振り下ろされた鋏角を避けると同時に、怪盗の魔法が毒を運んでくる。鈍る感覚と速くなる攻撃。
そろそろ、仕掛けなければ!
「いくぜ怪盗! 喰らいやがれ、魔闘真流拳闘術奥義!」
逃げてばかりのソウイチを背に、宣言する。今までよりも、より強化された奥義の発動を。この距離からでも、召喚獣に乗った怪盗を狙える、広範囲の拳闘術奥義。
その名は【千仭一音】。刃に見立てた数千にも分けられた魔力を、一回の拳で相手に打ち出す技。千の刃は逃がさない、卑劣な怪盗と召喚獣を。
「いけっ!」
ドゴッ!!!と激しい音が鳴る。千の刃に襲われた怪盗たちは地面が巻かれた砂煙でよく見えないが、その攻撃が止まったことは確かだ。
「エル、やったか!?」
駆け寄ってくるソウイチ。……それ、フラグでは? と思ったが、もう終わりだろ。体も持たない。勝った、はず──
「エル危ない! ……グハッ!」
目の前にあの鋏角が迫ってきていた。慢心していた俺を庇ったのはソウイチ。目の前で赤い飛沫が散る。
「ソウイチッ!!!」
目の前で、肩から血を流すソウイチ。痛みに苦しむ表情をしている。
「大丈夫かソウイチ!」
返事はあったが浅い返事。そして、それを見ていたユノちゃんがこちらに走ってくる。
「ユノちゃんダメだ、今来ちゃ──」
攻撃は、止まらなかった。今度はユノちゃんに鋏角が迫り来る。思い切り振り下ろされる、その瞬間また血が飛んだ。
──ソウイチロウ・ロンダーの、赤い鮮血が。
「ワロキアは、傷ついちゃいけないらしいから……さ、ボク達で守んなきゃな。
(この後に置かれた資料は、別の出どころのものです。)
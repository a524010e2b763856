//! Worker binary.
//!
//! Reads its settings from the environment (see [`render_worker::config`]),
//! serves the builtin renderers plus any declared names, and exits non-zero
//! on startup failure.

use std::process::ExitCode;

use tracing_subscriber::{fmt, EnvFilter};

use render_worker::config::WorkerConfig;
use render_worker::error::Result;
use render_worker::renderer::builtin;
use render_worker::{control, Worker};

#[tokio::main]
async fn main() -> ExitCode {
    let config = match WorkerConfig::from_env() {
        Ok(config) => config,
        Err(e) => {
            eprintln!("render-worker: {e}");
            return ExitCode::FAILURE;
        }
    };

    let filter = EnvFilter::try_from_default_env()
        .unwrap_or_else(|_| EnvFilter::new(config.log.directive()));
    fmt()
        .with_env_filter(filter)
        .with_writer(std::io::stderr)
        .init();

    if let Some(value) = &config.unrecognized_log {
        tracing::warn!(value = %value, "Unrecognised LOG value, using normal");
    }

    match run(config).await {
        Ok(()) => ExitCode::SUCCESS,
        Err(e) => {
            tracing::error!("{}", e);
            ExitCode::FAILURE
        }
    }
}

async fn run(config: WorkerConfig) -> Result<()> {
    let mut builder = Worker::builder()
        .configure(builtin::install)
        .max_frame_size(config.max_frame_size);

    for name in &config.renderers {
        builder = builder.declare(name);
    }
    if let Some(name) = &config.global_renderer {
        builder = builder.global_renderer(name.as_str());
    }

    let worker = builder.bind(config.socket_addr()).await?;
    let addr = worker.local_addr()?;
    tracing::info!(
        %addr,
        renderers = ?worker.registry().names(),
        global = worker.registry().global().unwrap_or("<none>"),
        "Worker started"
    );

    control::announce_ready(addr)?;

    worker
        .serve_with_shutdown(async {
            if let Err(e) = tokio::signal::ctrl_c().await {
                tracing::warn!("Failed to listen for shutdown signal: {}", e);
                std::future::pending::<()>().await;
            }
        })
        .await
}
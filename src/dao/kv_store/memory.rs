//! In-process store used when no database is configured, and as the test double.

use std::sync::{
    Arc,
    atomic::{AtomicBool, Ordering},
};

use dashmap::DashMap;
use futures::future::BoxFuture;
use serde_json::Value;
use thiserror::Error;

use crate::dao::{
    kv_store::KvStore,
    storage::{StorageError, StorageResult},
};

#[derive(Debug, Error)]
#[error("in-memory store is offline")]
struct Offline;

#[derive(Debug, Error)]
#[error("injected failure")]
struct Injected;

/// `DashMap`-backed store. Cloning shares the same underlying map.
#[derive(Clone, Default)]
pub struct MemoryKvStore {
    entries: Arc<DashMap<String, Value>>,
    offline: Arc<AtomicBool>,
    // operation name -> key prefix that fails
    failures: Arc<DashMap<&'static str, String>>,
}

impl MemoryKvStore {
    /// Create an empty store.
    pub fn new() -> Self {
        Self::default()
    }

    /// Simulate an unreachable backend: every call fails until switched back on.
    pub fn set_offline(&self, offline: bool) {
        self.offline.store(offline, Ordering::SeqCst);
    }

    /// Make `operation` (`"get"`, `"set"` or `"delete"`) fail for keys starting with `key_prefix`.
    /// Each operation holds one prefix; a later call replaces it.
    pub fn fail_on(&self, operation: &'static str, key_prefix: impl Into<String>) {
        self.failures.insert(operation, key_prefix.into());
    }

    /// Drop every failure registered with [`MemoryKvStore::fail_on`].
    pub fn clear_failures(&self) {
        self.failures.clear();
    }

    /// Whether the store holds no keys.
    pub fn is_empty(&self) -> bool {
        self.entries.is_empty()
    }

    fn ensure_online(&self, operation: &str) -> StorageResult<()> {
        if self.offline.load(Ordering::SeqCst) {
            return Err(StorageError::unavailable(
                format!("memory store {operation} failed"),
                Offline,
            ));
        }
        Ok(())
    }

    fn ensure_available(&self, operation: &'static str, key: &str) -> StorageResult<()> {
        self.ensure_online(operation)?;
        let injected = self
            .failures
            .get(operation)
            .is_some_and(|prefix| key.starts_with(prefix.value().as_str()));
        if injected {
            return Err(StorageError::unavailable(
                format!("memory store {operation} of `{key}` failed"),
                Injected,
            ));
        }
        Ok(())
    }
}

impl KvStore for MemoryKvStore {
    fn backend_name(&self) -> &'static str {
        "memory"
    }

    fn get(&self, key: String) -> BoxFuture<'static, StorageResult<Option<Value>>> {
        let store = self.clone();
        Box::pin(async move {
            store.ensure_available("get", &key)?;
            Ok(store.entries.get(&key).map(|entry| entry.value().clone()))
        })
    }

    fn set(&self, key: String, value: Value) -> BoxFuture<'static, StorageResult<()>> {
        let store = self.clone();
        Box::pin(async move {
            store.ensure_available("set", &key)?;
            store.entries.insert(key, value);
            Ok(())
        })
    }

    fn delete(&self, key: String) -> BoxFuture<'static, StorageResult<()>> {
        let store = self.clone();
        Box::pin(async move {
            store.ensure_available("delete", &key)?;
            store.entries.remove(&key);
            Ok(())
        })
    }

    fn health_check(&self) -> BoxFuture<'static, StorageResult<()>> {
        let store = self.clone();
        Box::pin(async move { store.ensure_online("health check") })
    }

    fn try_reconnect(&self) -> BoxFuture<'static, StorageResult<()>> {
        self.health_check()
    }
}

#[cfg(test)]
mod tests {
    use super::*;
    use serde_json::json;

    #[tokio::test]
    async fn set_get_delete() {
        let store = MemoryKvStore::new();
        assert_eq!(store.get("card:A".into()).await.unwrap(), None);

        store.set("card:A".into(), json!([1, 2])).await.unwrap();
        assert_eq!(store.get("card:A".into()).await.unwrap(), Some(json!([1, 2])));

        store.set("card:A".into(), json!([3])).await.unwrap();
        assert_eq!(store.get("card:A".into()).await.unwrap(), Some(json!([3])));

        store.delete("card:A".into()).await.unwrap();
        assert!(store.is_empty());
        // deleting an absent key is fine
        store.delete("card:A".into()).await.unwrap();
    }

    #[tokio::test]
    async fn offline_store_fails_every_call() {
        let store = MemoryKvStore::new();
        store.set_offline(true);
        assert!(store.get("k".into()).await.is_err());
        assert!(store.set("k".into(), json!(1)).await.is_err());
        assert!(store.health_check().await.is_err());

        store.set_offline(false);
        assert!(store.health_check().await.is_ok());
    }

    #[tokio::test]
    async fn injected_failures_hit_matching_keys_only() {
        let store = MemoryKvStore::new();
        store.fail_on("set", "markedCount:");
        assert!(store.set("markedCount:A".into(), json!(1)).await.is_err());
        store.set("card:A".into(), json!([1])).await.unwrap();
        assert_eq!(store.get("markedCount:A".into()).await.unwrap(), None);

        store.clear_failures();
        store.set("markedCount:A".into(), json!(1)).await.unwrap();
    }
}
ははっ、でも……トゥルオーラにこっぴどく怒られちゃうのは、嫌だな──」
バタリと、彼はその場にうつ伏せに倒れ込む。息はあるものの、それは実に不安定で、今にも糸が切れそうなほどに衰弱していた。薄色の肌には血が流れ出て、こちらから見えている黒い右眼は少し濁っていた。
「毒を食らわば皿まで、敵を殺すなら最奥までいたぶる。──そんなことは無理だ。その前に人は事切れる」
瞬間、背から言葉が聞こえた。
「ガー、メス。おまえはッ!!」
「まあ、そうとはいえ……使わなければいけないな。あのクソ魔術師の魔法書を!」
右手に魔法書を捕まえて、そして彼は宣言した。
「『ガナムの書、第七章第四節。【人ならざるものとは、人を逸し、人を殺すもののこと】』、『我は汝の導きに従い、世界の理に名を連ねるもの』」
彼の背後にいた召喚獣が魔力の塊へと変貌し、ガーメスを飲み込んでいく。その光景は、捕食と言っても過言ではなかった。
「『汝の形は我が形に、汝の力は我が力に、そしてその対価として──」
凄惨で、それ故に恐怖した。怪盗の目は血走り、もう元の形を忘れている獣のようだった。
「これは……何、がっ?」
『怖いな、エル君。でも、退くなよ』
わかってる、そんなこと。もう諦めないし、負けない。活路を開くこともできるし、活躍できることもある。やるべきこと、それをやるまでだ。
だから、かかってきやがれ召喚獣。